Generative AI
Fundamentals

02 / 06 · 2026-06-30 · 18 min read · GANs Diffusion VAE Intermediate

In Post 01 you learned how a model learns from data. Now we go further: how do models create new data — images, text, audio — that never existed? This post breaks down the three families of generative AI: VAEs, GANs, and Diffusion Models, with diagrams and working code for each.

In this post

1. What Is Generative AI? 2. The Latent Space Idea 3. Variational Autoencoders (VAEs) 4. Generative Adversarial Networks (GANs) 5. Diffusion Models 6. Which One Should You Use? 7. Knowledge Check 8. What's Next

1. What Is Generative AI?

A discriminative model learns to classify: given an image, is it a cat or a dog?
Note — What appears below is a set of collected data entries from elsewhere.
//! Lifecycle manager and public control API.
//!
//! [`NoiseEngine`] owns the device connection and the control-plane side of
//! [`SharedState`]. It never surfaces device failures to callers of
//! [`play`](NoiseEngine::play), [`stop`](NoiseEngine::stop) or
//! [`set_volume`](NoiseEngine::set_volume): a device that cannot be attached
//! or started leaves the engine silent and [`is_connected`](NoiseEngine::is_connected)
//! false.

use crate::config::{Coefficients, ConfigError, EngineConfig};
use crate::device::{AudioDevice, StreamFormat};
use crate::invariant_ppt::{
    assert_invariant, ATTACH_ONCE, STOP_SETS_OFF, TEARDOWN_ORDERED, TYPE_SWITCH_RESETS_FILTERS,
    VOLUME_CLAMPED,
};
use crate::noise::NoiseType;
use crate::rt::Renderer;
use crate::state::{SharedState, SynthState};
use std::sync::Arc;
use tracing::{debug, info, warn};

/// Engine-level state, as seen from audio output.
#[derive(Debug, Clone, Copy, PartialEq, Eq)]
pub enum Lifecycle {
    /// No render source attached to the device.
    Detached,
    /// Attached, transport not running.
    Stopped,
    /// Transport running; the device is pulling buffers.
    Running,
}

/// Procedural ambient-noise engine bound to one output device.
pub struct NoiseEngine<D: AudioDevice> {
    config: EngineConfig,
    coeffs: Coefficients,
    shared: Arc<SharedState>,
    device: D,
    attached: bool,
    running: bool,
    /// Successful attaches since the last detach.
    attach_count: u32,
}

impl<D: AudioDevice> NoiseEngine<D> {
    /// Build an engine and try to attach it to `device`.
    ///
    /// Only an invalid config is an error; if the device refuses the stream
    /// the engine is still returned and retries attachment on the next `play`.
    pub fn new(config: EngineConfig, device: D) -> Result<Self, ConfigError> {
        config.validate()?;
        let coeffs = Coefficients::from_config(&config);
        let shared = Arc::new(SharedState::new(&config));
        let mut engine = Self {
            config,
            coeffs,
            shared,
            device,
            attached: false,
            running: false,
            attach_count: 0,
        };
        engine.prepare();
        Ok(engine)
    }

    /// Attach the render source to the device. Idempotent; returns whether
    /// the device is attached.
    pub fn prepare(&mut self) -> bool {
        if self.attached {
            return true;
        }
        assert_invariant(
            ATTACH_ONCE,
            !self.device.is_attached(),
            "device already holds a render source",
            None,
        );
        let format = StreamFormat::stereo(self.config.sample_rate);
        let renderer = self.renderer();
        match self.device.attach(renderer, format) {
            Ok(()) => {
                self.attached = true;
                self.attach_count += 1;
                assert_invariant(
                    ATTACH_ONCE,
                    self.attach_count == 1 && self.device.is_attached(),
                    "exactly one live attachment",
                    None,
                );
                debug!(sample_rate = format.sample_rate, "render source attached");
                true
            }
            Err(e) => {
                warn!(error = %e, "audio device unavailable; output stays silent");
                false
            }
        }
    }

    /// Select `noise` and make sure the transport is running.
    ///
    /// Switching type while running swaps it in place at the next buffer.
    /// `NoiseType::Off` behaves like [`stop`](Self::stop).
    pub fn play(&mut self, noise: NoiseType) {
        if noise.is_off() {
            self.stop();
            return;
        }
        if let Some(switch) = self.shared.set_noise(noise) {
            let state = switch.state;
            let fresh = SynthState::new([
                state.synth.channels[0].seed,
                state.synth.channels[1].seed,
            ]);
            assert_invariant(
                TYPE_SWITCH_RESETS_FILTERS,
                state.epoch == switch.previous_epoch.wrapping_add(1) && state.synth == fresh,
                "a type switch advances the epoch and starts from zeroed filters",
                Some(noise.name()),
            );
            info!(from = %switch.previous, to = %noise, "noise type selected");
        }
        if self.running || !self.prepare() {
            return;
        }
        match self.device.start() {
            Ok(()) => {
                self.running = true;
                info!(%noise, "noise playback started");
            }
            Err(e) => warn!(error = %e, "audio device failed to start; output stays silent"),
        }
    }

    /// Select `Off` and stop the transport. The device is only told to stop
    /// when it is running.
    pub fn stop(&mut self) {
        self.shared.set_noise(NoiseType::Off);
        if self.running {
            if let Err(e) = self.device.stop() {
                warn!(error = %e, "audio device failed to stop cleanly");
            }
            self.running = false;
            info!("noise playback stopped");
        }
        assert_invariant(
            STOP_SETS_OFF,
            self.shared.noise().is_off() && !self.device.is_running(),
            "after stop the type is off and the transport is idle",
            None,
        );
    }

    /// Set the output gain. Clamped to `[0, 1]`; takes effect at the next buffer.
    pub fn set_volume(&mut self, volume: f32) {
        self.shared.set_volume(volume);
        // Read back what the render plane will see.
        let stored = self.shared.snapshot().volume;
        assert_invariant(
            VOLUME_CLAMPED,
            (0.0..=1.0).contains(&stored),
            "render-visible volume lies in [0, 1]",
            None,
        );
        debug!(requested = volume, stored, "volume set");
    }

    /// Stop the transport, then release the device. Called on drop.
    pub fn shutdown(&mut self) {
        self.stop();
        if self.attached {
            assert_invariant(
                TEARDOWN_ORDERED,
                !self.device.is_running(),
                "transport stops before the device is released",
                None,
            );
            self.device.detach();
            self.attached = false;
            self.attach_count = 0;
            debug!("render source detached");
        }
    }

    /// The type most recently requested, whether or not audio is flowing.
    pub fn requested_noise(&self) -> NoiseType {
        self.shared.noise()
    }

    pub fn volume(&self) -> f32 {
        self.shared.volume()
    }

    /// True while the device transport is running.
    pub fn is_connected(&self) -> bool {
        self.running
    }

    pub fn lifecycle(&self) -> Lifecycle {
        match (self.attached, self.running) {
            (false, _) => Lifecycle::Detached,
            (true, false) => Lifecycle::Stopped,
            (true, true) => Lifecycle::Running,
        }
    }

    pub fn config(&self) -> &EngineConfig {
        &self.config
    }

    pub fn shared(&self) -> &Arc<SharedState> {
        &self.shared
    }

    /// A render handle onto this engine's state, e.g. for offline rendering.
    pub fn renderer(&self) -> Renderer {
        Renderer::new(Arc::clone(&self.shared), self.coeffs)
    }

    pub fn device(&self) -> &D {
        &self.device
    }

    pub fn device_mut(&mut self) -> &mut D {
        &mut self.device
    }
}

impl<D: AudioDevice> Drop for NoiseEngine<D> {
    fn drop(&mut self) {
        // A failed invariant is already unwinding; the device drops with us.
        if std::thread::panicking() {
            return;
        }
        self.shutdown();
    }
}

#[cfg(test)]
mod tests {
    use super::*;
    use crate::device::DeviceError;
    use crate::harness::{DeviceEvent, ManualDevice};

    fn engine() -> NoiseEngine<ManualDevice> {
        NoiseEngine::new(EngineConfig::default(), ManualDevice::new()).unwrap()
    }

    #[test]
    fn construct_is_prepared_and_stopped() {
        let e = engine();
        assert_eq!(e.lifecycle(), Lifecycle::Stopped);
        assert_eq!(e.requested_noise(), NoiseType::Off);
        assert_eq!(e.device().format(), Some(StreamFormat::stereo(44_100)));
    }

    #[test]
    fn prepare_is_idempotent() {
        let mut e = engine();
        assert!(e.prepare());
        assert!(e.prepare());
        assert_eq!(e.device().count(DeviceEvent::Attach), 1);
    }

    #[test]
    fn play_starts_once() {
        let mut e = engine();
        e.play(NoiseType::White);
        e.play(NoiseType::Brown);
        e.play(NoiseType::Brown);
        assert_eq!(e.lifecycle(), Lifecycle::Running);
        assert_eq!(e.device().count(DeviceEvent::Start), 1);
        assert_eq!(e.requested_noise(), NoiseType::Brown);
    }

    #[test]
    fn play_off_stops() {
        let mut e = engine();
        e.play(NoiseType::Rain);
        e.play(NoiseType::Off);
        assert_eq!(e.lifecycle(), Lifecycle::Stopped);
        assert_eq!(e.requested_noise(), NoiseType::Off);
        assert_eq!(e.device().count(DeviceEvent::Stop), 1);
    }

    #[test]
    fn stop_is_idempotent() {
        let mut e = engine();
        e.stop();
        e.play(NoiseType::Wind);
        e.stop();
        e.stop();
        assert_eq!(e.device().count(DeviceEvent::Stop), 1);
    }

    #[test]
    fn start_failure_is_absorbed() {
        let device = ManualDevice::new().failing_start(DeviceError::Start("busy".into()));
        let mut e = NoiseEngine::new(EngineConfig::default(), device).unwrap();
        e.play(NoiseType::White);
        assert!(!e.is_connected());
        assert_eq!(e.lifecycle(), Lifecycle::Stopped);
        assert_eq!(e.requested_noise(), NoiseType::White);

        e.device_mut().clear_start_failure();
        e.play(NoiseType::White);
        assert!(e.is_connected());
    }

    #[test]
    fn missing_format_leaves_engine_detached() {
        let device = ManualDevice::new().with_supported_rate(48_000);
        let mut e = NoiseEngine::new(EngineConfig::default(), device).unwrap();
        assert_eq!(e.lifecycle(), Lifecycle::Detached);
        e.play(NoiseType::Brown);
        assert_eq!(e.lifecycle(), Lifecycle::Detached);
        assert!(!e.is_connected());
        assert_eq!(e.device().count(DeviceEvent::Start), 0);
    }

    #[test]
    fn invalid_config_is_rejected() {
        let config = EngineConfig {
            sample_rate: 0,
            ..EngineConfig::default()
        };
        assert!(NoiseEngine::new(config, ManualDevice::new()).is_err());
    }

    /// Reports whatever transport state it is told to, regardless of calls.
    #[derive(Default)]
    struct StuckDevice {
        occupied: bool,
        attached: bool,
        stuck_running: bool,
    }

    impl AudioDevice for StuckDevice {
        fn attach(&mut self, _: Renderer, _: StreamFormat) -> Result<(), DeviceError> {
            self.attached = true;
            Ok(())
        }

        fn start(&mut self) -> Result<(), DeviceError> {
            Ok(())
        }

        fn stop(&mut self) -> Result<(), DeviceError> {
            Ok(())
        }

        fn detach(&mut self) {
            self.attached = false;
        }

        fn is_attached(&self) -> bool {
            self.occupied || self.attached
        }

        fn is_running(&self) -> bool {
            self.stuck_running
        }
    }

    #[test]
    #[should_panic(expected = "device already holds a render source")]
    fn attaching_to_an_occupied_device_fails() {
        let device = StuckDevice {
            occupied: true,
            ..StuckDevice::default()
        };
        let _ = NoiseEngine::new(EngineConfig::default(), device);
    }

    #[test]
    #[should_panic(expected = "after stop the type is off and the transport is idle")]
    fn stop_checks_device_transport() {
        let mut e = NoiseEngine::new(EngineConfig::default(), StuckDevice::default()).unwrap();
        e.play(NoiseType::White);
        e.device_mut().stuck_running = true;
        e.stop();
    }

    #[test]
    fn well_behaved_device_passes_teardown_checks() {
        let mut e = NoiseEngine::new(EngineConfig::default(), StuckDevice::default()).unwrap();
        e.play(NoiseType::Rain);
        e.shutdown();
        assert!(!e.device().is_attached());
        assert_eq!(e.lifecycle(), Lifecycle::Detached);
        // Re-attach after a detach is a fresh attachment.
        assert!(e.prepare());
    }

    #[test]
    fn volume_read_back_is_clamped() {
        let mut e = engine();
        e.set_volume(7.0);
        assert_eq!(e.volume(), 1.0);
        e.set_volume(f32::NAN);
        assert_eq!(e.volume(), 0.0);
    }

    #[test]
    fn drop_stops_before_detach() {
        let mut e = engine();
        e.play(NoiseType::White);
        let log = e.device().event_log();
        drop(e);
        let events = log.lock().unwrap().clone();
        assert_eq!(
            events,
            vec![
                DeviceEvent::Attach,
                DeviceEvent::Start,
                DeviceEvent::Stop,
                DeviceEvent::Detach
            ]
        );
    }
}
A generative model learns the underlying distribution of data — and can sample from it to produce new examples that look like they came from the training set.

The core question generative models answer: "What does data from this distribution look like?" Once a model understands that, it can generate unlimited new examples.

💡

Analogy: A discriminative model is a critic who can tell real art from fake. A generative model is an artist who has studied so much real art that they can paint convincingly from scratch.

Discriminative

Input → Label

Example: "Is this email spam?"

Generative

Noise / Condition → Data

Example: "Generate a photo of a cat."

2. The Latent Space Idea

All three generative architectures share a core insight: compress data into a lower-dimensional representation called a latent space, then learn to decode points in that space back into real data.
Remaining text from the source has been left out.